Prior to GW, Dr. Lerman served as Dean for Graduate Education (2007-2010) and Vice Chancellor (2008-2010), at his alma mater, the Massachusetts Institute of Technology (MIT). In this capacity, Dr. served as the chief deputy to the Chancellor who has responsibility for student affairs, undergraduate education and graduate education.

Dr. Lerman has served as Director of the Center for Educational Computing Initiatives, the research unit of an MIT-wide research center devoted to studying the application of computational and communication technologies on education. He held the Class of 1922 Professorship at MIT, chaired the Faculty Advisory Boards of the MIT OpenCourseWare initiative and Academic Media Production Services, and was Deputy Director of the Singapore-MIT Alliance, MIT's largest distance education program. He served as the Chair of the MIT faculty from 1998 to 2001 and as Associate Chair of the Faculty from 1996 to 1998.

Dr. Lerman is a past Lilly Teaching Fellow, and the recipient of several teaching awards during his time at MIT, including the Maseeh Teaching Award, as well as the Advisor of the Year award through the National Association of Graduate and Professional Students. He has both chaired and served as a member of countless academic, industry and government advisory boards, and has broadly published in his field of transportation systems analysis.

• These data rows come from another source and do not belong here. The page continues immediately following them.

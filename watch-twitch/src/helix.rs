//! Folding the three Helix records of a channel into a single [`ChannelInfo`].
use twitch_api2::{
    helix::{channels::ChannelInformation, streams::Stream, users::User},
    types::Nickname,
};
use watch_core::channel::ChannelInfo;

pub(crate) fn same_login(login: &Nickname, channel: &str) -> bool {
    login.as_str().eq_ignore_ascii_case(channel)
}

/// `stream` is the live record, if any. `channel` is the metadata record
/// matching the user, if the lookup returned one.
pub fn channel_info(
    user: User,
    stream: Option<Stream>,
    channel: Option<ChannelInformation>,
) -> ChannelInfo {
    let live = stream.filter(|s| s.type_.is_live());
    let is_live = live.is_some();

    let (game_name, stream_title) = match (channel, &live) {
        (Some(channel), _) => (Some(channel.game_name.to_string()), Some(channel.title)),
        (None, Some(stream)) => (
            Some(stream.game_name.to_string()),
            Some(stream.title.clone()),
        ),
        (None, None) => (None, None),
    };

    let (viewer_count, is_mature, started_at) = match live {
        Some(stream) => (
            stream.viewer_count as u64,
            Some(stream.is_mature),
            Some(stream.started_at.to_string()),
        ),
        None => (0, None, None),
    };

    ChannelInfo {
        display_name: user.display_name.to_string(),
        is_live,
        profile_image_url: user.profile_image_url.filter(|url| !url.is_empty()),
        viewer_count,
        game_name,
        stream_title,
        is_mature,
        started_at,
    }
}
use std::sync::atomic::{AtomicU64, Ordering};

use parking_lot::{Mutex, RwLock};

use crate::channel::ChannelName;
use crate::config::{ConfigStore, Configuration, Credentials, Obfuscated};
use crate::errors::ConfigError;
use crate::event::EventBus;
use crate::state::StateMap;

/// Process wide state: the configuration, the last known state of each
/// channel and the event bus. Created once at startup from the persisted
/// configuration and flushed at shutdown.
pub struct Context {
    config: RwLock<Configuration>,
    /// bumped on every change, under the config write lock
    revision: AtomicU64,
    /// revision last handed to the store, also serializes the saves
    persisted: Mutex<u64>,
    state: StateMap,
    events: EventBus,
    store: Box<dyn ConfigStore>,
}

impl std::fmt::Debug for Context {
    fn fmt(&self, f: &mut std::fmt::Formatter<'_>) -> std::fmt::Result {
        f.debug_struct("Context")
            .field("config", &self.config)
            .field("state", &self.state)
            .field("store", &"<ConfigStore>")
            .finish()
    }
}

impl Context {
    pub fn new(config: Configuration, store: Box<dyn ConfigStore>, events: EventBus) -> Self {
        let state = StateMap::default();
        for channel in &config.channels {
            state.track(channel);
        }
        Context {
            config: RwLock::new(config),
            revision: AtomicU64::new(0),
            persisted: Mutex::new(0),
            state,
            events,
            store,
        }
    }

    pub fn config(&self) -> Configuration {
        self.config.read().clone()
    }

    pub fn channels(&self) -> Vec<ChannelName> {
        self.config.read().channels.clone()
    }

    pub fn credentials(&self) -> Option<Credentials> {
        self.config.read().credentials()
    }

    pub fn auto_open(&self) -> bool {
        self.config.read().auto_open_streams
    }

    pub fn state(&self) -> &StateMap {
        &self.state
    }

    pub fn events(&self) -> &EventBus {
        &self.events
    }

    pub fn set_auto_open(&self, enabled: bool) {
        self.modify(|config, _| {
            let changed = config.auto_open_streams != enabled;
            config.auto_open_streams = enabled;
            changed
        });
        log::info!(
            "Opening streams when they go live is {}",
            if enabled { "enabled" } else { "disabled" }
        );
    }

    /// Store new application credentials. The caller is expected to
    /// trigger a pass afterwards.
    pub fn save_credentials(&self, client_id: String, client_secret: String) {
        self.modify(|config, _| {
            config.client_id = Some(client_id);
            config.client_secret = Some(Obfuscated(client_secret));
            config.initialized = true;
            true
        });
        log::info!("Twitch credentials saved");
    }

    /// Write the configuration as it is now.
    pub fn flush(&self) -> Result<(), ConfigError> {
        let (revision, config) = {
            let config = self.config.read();
            (self.revision.load(Ordering::SeqCst), config.clone())
        };
        let mut persisted = self.persisted.lock();
        self.store.save(&config)?;
        *persisted = (*persisted).max(revision);
        Ok(())
    }

    /// Apply `f` to the configuration and persist the result if `f` reports
    /// a change. The store is called with a copy, outside the config lock,
    /// so readers never wait on the disk. A copy older than one already
    /// saved is dropped. A failed save is logged and the in-memory change
    /// is kept, the next successful save catches up.
    pub(crate) fn modify<F>(&self, f: F) -> bool
    where
        F: FnOnce(&mut Configuration, &StateMap) -> bool,
    {
        let (revision, config) = {
            let mut config = self.config.write();
            if !f(&mut config, &self.state) {
                return false;
            }
            let revision = self.revision.fetch_add(1, Ordering::SeqCst) + 1;
            (revision, config.clone())
        };
        self.persist(revision, &config);
        true
    }

    fn persist(&self, revision: u64, config: &Configuration) {
        let mut persisted = self.persisted.lock();
        if *persisted >= revision {
            log::debug!("Config revision {} superseded, not saving it", revision);
            return;
        }
        match self.store.save(config) {
            Ok(()) => *persisted = revision,
            Err(err) => log::error!("Failed to save config: {:?}", err),
        }
    }
}
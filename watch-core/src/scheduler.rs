use std::{sync::Arc, time::Duration};

use futures::FutureExt;
use tokio::{
    sync::{watch, Notify},
    task::JoinHandle,
    time::MissedTickBehavior,
};

use crate::engine::{PassOutcome, Reconciler};
use crate::provider::Provider;
use crate::update::UpdateWatch;

#[derive(Debug, Clone, Copy, PartialEq, Eq)]
pub struct Schedule {
    pub poll_interval: Duration,
    pub update_interval: Duration,
}

impl Default for Schedule {
    fn default() -> Self {
        Schedule {
            poll_interval: Duration::from_secs(60),
            update_interval: Duration::from_secs(60 * 60),
        }
    }
}

/// Requests an out-of-band pass. Any number of requests made before a
/// pass starts are served by that one pass: requests while idle lead to
/// one immediate pass, requests while a pass runs to one follow-up pass.
#[derive(Debug, Clone, Default)]
pub struct PassTrigger(Arc<Notify>);

impl PassTrigger {
    pub fn run_now(&self) {
        self.0.notify_one();
    }
}

/// Owns the polling timer and the update-check timer.
pub struct Scheduler {
    trigger: PassTrigger,
    shutdown: watch::Sender<bool>,
    tasks: Vec<JoinHandle<()>>,
}

impl Scheduler {
    /// Spawn both timers. The first pass runs right away, then every
    /// `poll_interval` or whenever the trigger fires.
    pub fn start<P>(
        reconciler: Arc<Reconciler<P>>,
        updates: Option<UpdateWatch>,
        schedule: Schedule,
        trigger: PassTrigger,
    ) -> Self
    where
        P: Provider + 'static,
    {
        let (shutdown, shutdown_rx) = watch::channel(false);
        let mut tasks = Vec::with_capacity(2);

        if let Some(updates) = updates {
            let events = reconciler.context().events().clone();
            tasks.push(tokio::spawn(update_loop(
                updates,
                events,
                schedule.update_interval,
                shutdown_rx.clone(),
            )));
        }
        tasks.push(tokio::spawn(poll_loop(
            reconciler,
            schedule.poll_interval,
            trigger.clone(),
            shutdown_rx,
        )));

        log::info!(
            "Scheduler started, polling every {}s",
            schedule.poll_interval.as_secs()
        );
        Scheduler {
            trigger,
            shutdown,
            tasks,
        }
    }

    pub fn trigger(&self) -> PassTrigger {
        self.trigger.clone()
    }

    pub fn run_now(&self) {
        self.trigger.run_now();
    }

    /// Cancel both timers. A pass already in flight is allowed to finish.
    pub async fn stop(self) {
        if self.shutdown.send(true).is_err() {
            log::debug!("Scheduler tasks already gone");
        }
        for task in self.tasks {
            if let Err(err) = task.await {
                log::error!("Scheduler task crashed: {}", err);
            }
        }
        log::info!("Scheduler stopped");
    }
}

async fn poll_loop<P>(
    reconciler: Arc<Reconciler<P>>,
    period: Duration,
    trigger: PassTrigger,
    mut shutdown: watch::Receiver<bool>,
) where
    P: Provider,
{
    let mut ticker = tokio::time::interval(period);
    ticker.set_missed_tick_behavior(MissedTickBehavior::Delay);

    loop {
        tokio::select! {
            biased;
            _ = shutdown.changed() => break,
            _ = ticker.tick() => {}
            _ = trigger.0.notified() => log::debug!("Pass requested"),
        }
        // the pass about to start also serves a request stored meanwhile
        if trigger.0.notified().now_or_never().is_some() {
            log::debug!("Pending pass request merged");
        }
        if let PassOutcome::Skipped = reconciler.run_pass().await {
            log::warn!("Pass skipped, the previous one is still running");
        }
    }
}

async fn update_loop(
    updates: UpdateWatch,
    events: crate::event::EventBus,
    period: Duration,
    mut shutdown: watch::Receiver<bool>,
) {
    let mut ticker = tokio::time::interval(period);
    ticker.set_missed_tick_behavior(MissedTickBehavior::Delay);

    loop {
        tokio::select! {
            biased;
            _ = shutdown.changed() => break,
            _ = ticker.tick() => updates.check(&events).await,
        }
    }
}
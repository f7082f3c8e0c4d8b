use std::{sync::Arc, time::Duration};

use futures::StreamExt;
use tokio::time::timeout;

use crate::channel::ChannelName;
use crate::context::Context;
use crate::errors::{AuthError, FetchError};
use crate::event::Event;
use crate::provider::Provider;
use crate::state::{Applied, Transition};

const DEFAULT_CONCURRENCY: usize = 5;
const DEFAULT_FETCH_TIMEOUT: Duration = Duration::from_secs(30);

#[derive(Debug, Clone, Copy, PartialEq, Eq, Default)]
pub struct PassReport {
    pub checked: usize,
    pub failed: usize,
    pub transitions: usize,
}

#[derive(Debug, Clone, Copy, PartialEq, Eq)]
pub enum PassOutcome {
    Completed(PassReport),
    /// No token, no channel was looked up.
    AuthFailed,
    /// Another pass was already running.
    Skipped,
}

/// Polls every configured channel, merges the results into the state map
/// and publishes what changed.
pub struct Reconciler<P> {
    ctx: Arc<Context>,
    provider: P,
    concurrency: usize,
    fetch_timeout: Duration,
    running: tokio::sync::Mutex<()>,
}

impl<P> Reconciler<P>
where
    P: Provider,
{
    pub fn new(ctx: Arc<Context>, provider: P) -> Self {
        Reconciler {
            ctx,
            provider,
            concurrency: DEFAULT_CONCURRENCY,
            fetch_timeout: DEFAULT_FETCH_TIMEOUT,
            running: tokio::sync::Mutex::new(()),
        }
    }

    /// How many channels are looked up at the same time.
    pub fn with_concurrency(mut self, concurrency: usize) -> Self {
        self.concurrency = concurrency.max(1);
        self
    }

    /// Longest wait for the token or for one channel lookup. Past that the
    /// call is abandoned and counts as a failure.
    pub fn with_fetch_timeout(mut self, fetch_timeout: Duration) -> Self {
        self.fetch_timeout = fetch_timeout;
        self
    }

    pub fn context(&self) -> &Arc<Context> {
        &self.ctx
    }

    pub fn provider(&self) -> &P {
        &self.provider
    }

    /// Run one pass over all configured channels. Never fails: a channel
    /// that cannot be fetched keeps its previous state, and a token failure
    /// is reported as an event.
    pub async fn run_pass(&self) -> PassOutcome {
        let _running = match self.running.try_lock() {
            Ok(guard) => guard,
            Err(_) => {
                log::debug!("A pass is already running, skipping");
                return PassOutcome::Skipped;
            }
        };

        let events = self.ctx.events();
        events.publish(Event::SyncingStarted);
        let outcome = self.reconcile().await;
        events.publish(Event::SyncingEnded);

        match outcome {
            PassOutcome::Completed(report) => log::info!(
                "Checked {} channel(s), {} failed, {} transition(s)",
                report.checked,
                report.failed,
                report.transitions
            ),
            PassOutcome::AuthFailed => log::warn!("Pass aborted, cannot authenticate"),
            PassOutcome::Skipped => {}
        }
        outcome
    }

    async fn reconcile(&self) -> PassOutcome {
        let credentials = match self.ctx.credentials() {
            Some(credentials) => credentials,
            None => return self.auth_failed(AuthError::MissingCredentials),
        };
        let token = timeout(self.fetch_timeout, self.provider.get_token(&credentials));
        let token = match token.await {
            Ok(Ok(token)) => token,
            Ok(Err(err)) => return self.auth_failed(err),
            Err(_) => return self.auth_failed(AuthError::TimedOut(self.fetch_timeout)),
        };

        let channels = self.ctx.channels();
        let auto_open = self.ctx.auto_open();
        let token = &token;

        // buffered keeps the configured order, so events always come out
        // in the same order whatever the response times are
        let results = futures::stream::iter(channels)
            .map(|channel| async move {
                let applied = self.reconcile_channel(&channel, token).await;
                (channel, applied)
            })
            .buffered(self.concurrency)
            .collect::<Vec<_>>()
            .await;

        let mut report = PassReport::default();
        for (channel, applied) in results {
            report.checked += 1;
            match applied {
                Err(err) => {
                    report.failed += 1;
                    log::warn!("{}, keeping last known state", err);
                }
                Ok(Applied::Untracked) => {
                    log::debug!("{} was removed during the pass, result dropped", channel);
                }
                Ok(Applied::Updated {
                    transition: None, ..
                }) => {}
                Ok(Applied::Updated {
                    transition: Some(transition),
                    display_name,
                }) => {
                    report.transitions += 1;
                    self.publish_transition(channel, display_name, transition, auto_open);
                }
            }
        }

        self.ctx
            .events()
            .publish(Event::SnapshotUpdated(self.ctx.state().snapshot()));
        PassOutcome::Completed(report)
    }

    async fn reconcile_channel(
        &self,
        channel: &ChannelName,
        token: &P::Token,
    ) -> Result<Applied, FetchError> {
        let info = timeout(
            self.fetch_timeout,
            self.provider.fetch_channel_info(channel, token),
        )
        .await
        .map_err(|elapsed| FetchError::new(channel.clone(), elapsed))??;
        Ok(self.ctx.state().apply(channel, info))
    }

    fn publish_transition(
        &self,
        channel: ChannelName,
        display_name: String,
        transition: Transition,
        auto_open: bool,
    ) {
        let events = self.ctx.events();
        match transition {
            Transition::WentLive => {
                log::info!("{} is live!", channel);
                let url = channel.stream_url();
                events.publish(Event::StreamWentLive {
                    channel: channel.clone(),
                    display_name,
                });
                if auto_open {
                    events.publish(Event::OpenStream { channel, url });
                }
            }
            Transition::WentOffline => {
                log::info!("{} is offline!", channel);
                events.publish(Event::StreamWentOffline {
                    channel,
                    display_name,
                });
            }
            Transition::InfoUpdatedWhileOffline => {
                log::info!("{} updated its stream info while offline", channel);
                events.publish(Event::StreamInfoUpdatedWhileOffline {
                    channel,
                    display_name,
                });
            }
        }
    }

    fn auth_failed(&self, err: AuthError) -> PassOutcome {
        log::error!("Cannot get twitch token: {}", err);
        self.ctx.events().publish(Event::AuthFailure(err.to_string()));
        PassOutcome::AuthFailed
    }
}
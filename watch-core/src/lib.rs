pub mod channel;
pub mod channels;
pub mod config;
pub mod context;
pub mod engine;
pub mod errors;
pub mod event;
pub mod provider;
pub mod scheduler;
pub mod state;
pub mod update;

#[cfg(test)]
mod mock;

pub use channel::{ChannelInfo, ChannelName, ChannelState};
pub use channels::{ChannelSet, Membership};
pub use config::{ConfigStore, Configuration, Credentials, JsonFileStore};
pub use context::Context;
pub use engine::{PassOutcome, PassReport, Reconciler};
pub use errors::{Error, Result};
pub use event::{Event, EventBus};
pub use provider::Provider;
pub use scheduler::{PassTrigger, Schedule, Scheduler};
pub use state::Snapshot;
pub use update::{UpdateChecker, UpdateWatch};
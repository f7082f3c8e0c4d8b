use std::time::Duration;

use async_trait::async_trait;
use twitch_api2::{
    helix::{
        self,
        channels::{ChannelInformation, GetChannelInformationRequest},
        streams::{GetStreamsRequest, Stream},
        users::{get_users::GetUsersRequest, User},
    },
    twitch_oauth2::AppAccessToken,
    types::Nickname,
};
use watch_core::{
    channel::{ChannelInfo, ChannelName},
    config::Credentials,
    errors::{AuthError, FetchError},
    provider::Provider,
};

use crate::errors::TwitchError;
use crate::helix::{channel_info, same_login};

/// Upper bound for a single HTTP exchange with twitch, token included.
pub const REQUEST_TIMEOUT: Duration = Duration::from_secs(10);

#[derive(Clone)]
pub struct TwitchClient {
    /// used for the token exchange
    pub auth_client: reqwest::Client,
    pub client: helix::HelixClient<'static, reqwest::Client>,
}

impl std::fmt::Debug for TwitchClient {
    fn fmt(&self, f: &mut std::fmt::Formatter<'_>) -> std::fmt::Result {
        f.debug_struct("TwitchClient").finish_non_exhaustive()
    }
}

impl TwitchClient {
    /// Every request, token exchange included, gives up after `timeout`.
    pub fn new(timeout: Duration) -> Result<Self, TwitchError> {
        let http = reqwest::Client::builder().timeout(timeout).build()?;
        Ok(TwitchClient::with_client(http))
    }

    pub fn with_client(http: reqwest::Client) -> Self {
        TwitchClient {
            client: helix::HelixClient::with_client(http.clone()),
            auth_client: http,
        }
    }

    pub async fn app_token(&self, credentials: &Credentials) -> Result<AppAccessToken, AuthError> {
        let token = AppAccessToken::get_app_access_token(
            &self.auth_client,
            credentials.client_id.clone().into(),
            credentials.client_secret.0.clone().into(),
            vec![], // scopes
        )
        .await
        .map_err(|err| AuthError::Rejected(err.to_string()))?;

        log::debug!("Got a twitch app token");
        Ok(token)
    }

    pub async fn get_user(
        &self,
        login: &str,
        token: &AppAccessToken,
    ) -> Result<Option<User>, TwitchError> {
        let req = GetUsersRequest::builder()
            .login(vec![Nickname::from(login.to_string())])
            .build();
        let users = self.client.req_get(req, token).await?.data;
        Ok(users.into_iter().find(|user| same_login(&user.login, login)))
    }

    /// returning Ok(None) means the given login isn't live atm
    pub async fn get_live_stream(
        &self,
        login: &str,
        token: &AppAccessToken,
    ) -> Result<Option<Stream>, TwitchError> {
        let req = GetStreamsRequest::builder()
            .user_login(vec![Nickname::from(login.to_string())])
            .build();
        let streams = self.client.req_get(req, token).await?.data;
        Ok(streams
            .into_iter()
            .find(|stream| same_login(&stream.user_login, login)))
    }

    pub async fn get_channel(
        &self,
        user: &User,
        token: &AppAccessToken,
    ) -> Result<Option<ChannelInformation>, TwitchError> {
        let req = GetChannelInformationRequest::builder()
            .broadcaster_id(user.id.clone())
            .build();
        let channel = self.client.req_get(req, token).await?.data;
        Ok(channel.filter(|channel| same_login(&channel.broadcaster_login, user.login.as_str())))
    }

    async fn lookup(
        &self,
        channel: &ChannelName,
        token: &AppAccessToken,
    ) -> Result<ChannelInfo, TwitchError> {
        let login = channel.as_str();
        let (user, stream) = tokio::try_join!(
            self.get_user(login, token),
            self.get_live_stream(login, token)
        )?;
        let user = user.ok_or_else(|| TwitchError::UnknownChannel(login.to_string()))?;
        let metadata = self.get_channel(&user, token).await?;
        Ok(channel_info(user, stream, metadata))
    }
}

#[async_trait]
impl Provider for TwitchClient {
    type Token = AppAccessToken;

    async fn get_token(&self, credentials: &Credentials) -> Result<AppAccessToken, AuthError> {
        self.app_token(credentials).await
    }

    async fn fetch_channel_info(
        &self,
        channel: &ChannelName,
        token: &AppAccessToken,
    ) -> Result<ChannelInfo, FetchError> {
        self.lookup(channel, token)
            .await
            .map_err(|err| FetchError::new(channel.clone(), err))
    }
}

Dr. Lerman received his Bachelor of Science and Master of Science degrees in Civil Engineering, and his Doctorate in Transportation Systems Analysis, from the Massachusetts Institute of Technology.

James H. Newman

Dr. James H. Newman assumed the position of Acting Provost of the Naval Postgraduate School on October 5, 2015.

Newman came to NPS’ Space Systems Academic Group in 2006 as a NASA Visiting Professor. He subsequently transferred from NASA in 2008 to the Department of the Navy to accept a tenure-track professorship at NPS.  He has continued to teach orbital mechanics and launch systems and perform applied infrastructure research in the use of very small satellites for focused projects of national interest and for motivating hands-on, officer student educational opportunities.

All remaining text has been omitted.